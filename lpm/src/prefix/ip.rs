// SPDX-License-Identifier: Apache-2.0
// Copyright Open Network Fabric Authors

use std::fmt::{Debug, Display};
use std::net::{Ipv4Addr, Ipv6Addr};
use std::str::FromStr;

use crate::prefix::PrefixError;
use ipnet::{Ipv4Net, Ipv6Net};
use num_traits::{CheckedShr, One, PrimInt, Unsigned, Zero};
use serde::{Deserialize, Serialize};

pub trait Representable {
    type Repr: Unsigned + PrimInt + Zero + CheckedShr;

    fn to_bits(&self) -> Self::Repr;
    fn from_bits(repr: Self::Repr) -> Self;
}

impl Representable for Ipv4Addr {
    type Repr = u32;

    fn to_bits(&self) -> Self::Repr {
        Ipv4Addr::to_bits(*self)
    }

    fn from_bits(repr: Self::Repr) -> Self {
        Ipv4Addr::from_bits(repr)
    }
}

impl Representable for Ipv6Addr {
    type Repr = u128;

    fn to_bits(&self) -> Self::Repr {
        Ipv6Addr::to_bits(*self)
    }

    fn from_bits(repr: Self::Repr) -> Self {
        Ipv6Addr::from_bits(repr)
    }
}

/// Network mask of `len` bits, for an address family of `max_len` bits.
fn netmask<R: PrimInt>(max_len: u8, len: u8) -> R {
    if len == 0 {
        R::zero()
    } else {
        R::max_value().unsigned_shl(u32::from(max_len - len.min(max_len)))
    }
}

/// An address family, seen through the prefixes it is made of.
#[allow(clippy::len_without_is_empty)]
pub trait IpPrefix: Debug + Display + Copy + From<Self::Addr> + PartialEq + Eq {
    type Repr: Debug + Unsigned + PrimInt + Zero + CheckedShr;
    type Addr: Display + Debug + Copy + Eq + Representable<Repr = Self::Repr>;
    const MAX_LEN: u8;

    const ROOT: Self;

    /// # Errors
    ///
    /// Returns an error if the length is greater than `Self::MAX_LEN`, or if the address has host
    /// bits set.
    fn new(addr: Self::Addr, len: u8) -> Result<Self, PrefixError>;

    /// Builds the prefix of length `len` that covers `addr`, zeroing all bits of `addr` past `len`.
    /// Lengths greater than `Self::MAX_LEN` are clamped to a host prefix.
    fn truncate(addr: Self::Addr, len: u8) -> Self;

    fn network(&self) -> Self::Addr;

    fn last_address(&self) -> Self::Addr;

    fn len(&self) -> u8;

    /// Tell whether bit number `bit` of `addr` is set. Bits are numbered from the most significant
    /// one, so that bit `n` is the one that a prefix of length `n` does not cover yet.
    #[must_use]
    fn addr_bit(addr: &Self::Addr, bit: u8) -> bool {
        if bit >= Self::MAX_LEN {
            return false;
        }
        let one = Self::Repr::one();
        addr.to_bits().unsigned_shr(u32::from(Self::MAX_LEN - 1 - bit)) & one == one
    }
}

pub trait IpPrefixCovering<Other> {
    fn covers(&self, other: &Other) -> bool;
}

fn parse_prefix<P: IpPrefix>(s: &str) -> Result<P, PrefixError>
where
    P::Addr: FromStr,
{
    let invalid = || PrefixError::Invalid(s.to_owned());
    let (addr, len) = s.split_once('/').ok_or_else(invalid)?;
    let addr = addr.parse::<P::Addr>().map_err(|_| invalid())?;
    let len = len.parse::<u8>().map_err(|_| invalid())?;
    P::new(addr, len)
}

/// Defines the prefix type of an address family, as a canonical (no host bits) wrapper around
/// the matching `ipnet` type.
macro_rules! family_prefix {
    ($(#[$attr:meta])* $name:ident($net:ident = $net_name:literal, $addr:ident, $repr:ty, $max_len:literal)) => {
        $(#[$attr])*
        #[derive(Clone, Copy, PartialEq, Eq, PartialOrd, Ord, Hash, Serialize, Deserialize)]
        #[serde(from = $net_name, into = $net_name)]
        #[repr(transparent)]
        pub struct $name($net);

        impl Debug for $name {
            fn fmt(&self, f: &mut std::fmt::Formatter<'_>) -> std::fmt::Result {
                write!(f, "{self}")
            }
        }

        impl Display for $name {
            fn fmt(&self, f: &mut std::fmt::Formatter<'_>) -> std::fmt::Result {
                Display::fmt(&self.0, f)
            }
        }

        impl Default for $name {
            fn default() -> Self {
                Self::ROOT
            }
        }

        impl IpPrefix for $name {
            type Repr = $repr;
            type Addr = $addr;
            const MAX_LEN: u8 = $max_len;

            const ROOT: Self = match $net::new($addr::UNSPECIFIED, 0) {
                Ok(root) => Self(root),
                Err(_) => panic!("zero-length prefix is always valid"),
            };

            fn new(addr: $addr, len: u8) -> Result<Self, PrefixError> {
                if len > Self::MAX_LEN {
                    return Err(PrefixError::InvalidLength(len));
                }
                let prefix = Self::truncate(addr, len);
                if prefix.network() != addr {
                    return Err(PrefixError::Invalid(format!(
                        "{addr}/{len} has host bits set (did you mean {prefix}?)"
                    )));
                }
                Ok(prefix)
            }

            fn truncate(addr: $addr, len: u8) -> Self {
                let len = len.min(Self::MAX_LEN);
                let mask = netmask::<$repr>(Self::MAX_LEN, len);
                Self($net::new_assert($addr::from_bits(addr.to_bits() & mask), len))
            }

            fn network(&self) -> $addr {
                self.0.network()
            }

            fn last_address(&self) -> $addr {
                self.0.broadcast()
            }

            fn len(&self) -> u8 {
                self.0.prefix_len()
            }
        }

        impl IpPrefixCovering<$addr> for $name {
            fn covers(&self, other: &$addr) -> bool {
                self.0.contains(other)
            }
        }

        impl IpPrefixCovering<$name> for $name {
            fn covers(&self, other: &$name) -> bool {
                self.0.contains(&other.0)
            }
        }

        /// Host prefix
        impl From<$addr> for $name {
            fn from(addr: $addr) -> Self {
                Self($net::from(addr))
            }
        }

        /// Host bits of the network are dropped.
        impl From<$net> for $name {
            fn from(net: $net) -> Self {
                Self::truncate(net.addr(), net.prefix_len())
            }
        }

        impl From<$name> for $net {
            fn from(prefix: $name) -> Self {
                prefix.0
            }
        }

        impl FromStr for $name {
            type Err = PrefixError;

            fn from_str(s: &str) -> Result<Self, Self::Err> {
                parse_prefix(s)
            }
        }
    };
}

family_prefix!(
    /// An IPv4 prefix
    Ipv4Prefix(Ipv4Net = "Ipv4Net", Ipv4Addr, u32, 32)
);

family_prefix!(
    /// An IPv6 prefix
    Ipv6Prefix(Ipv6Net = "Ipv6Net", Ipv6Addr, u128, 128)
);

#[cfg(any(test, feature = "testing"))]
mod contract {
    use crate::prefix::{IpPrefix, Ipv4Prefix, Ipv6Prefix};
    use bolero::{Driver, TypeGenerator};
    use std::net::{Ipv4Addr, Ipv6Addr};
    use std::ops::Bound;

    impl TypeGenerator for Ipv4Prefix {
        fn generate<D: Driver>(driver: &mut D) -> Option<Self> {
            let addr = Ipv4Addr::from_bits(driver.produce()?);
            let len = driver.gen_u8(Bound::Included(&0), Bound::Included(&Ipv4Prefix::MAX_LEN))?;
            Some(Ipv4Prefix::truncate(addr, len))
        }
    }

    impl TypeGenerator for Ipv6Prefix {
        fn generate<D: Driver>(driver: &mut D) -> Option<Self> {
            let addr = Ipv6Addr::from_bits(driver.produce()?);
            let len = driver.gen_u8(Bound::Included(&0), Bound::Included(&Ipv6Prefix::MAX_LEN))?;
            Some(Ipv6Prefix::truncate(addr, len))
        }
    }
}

**PROMPT**.
Write out every line of the preceding listing that contains "const".

**RESULT OF THE TASK**.
    const MAX_LEN: u8;
    const ROOT: Self;
            const MAX_LEN: u8 = $max_len;
            const ROOT: Self = match $net::new($addr::UNSPECIFIED, 0) {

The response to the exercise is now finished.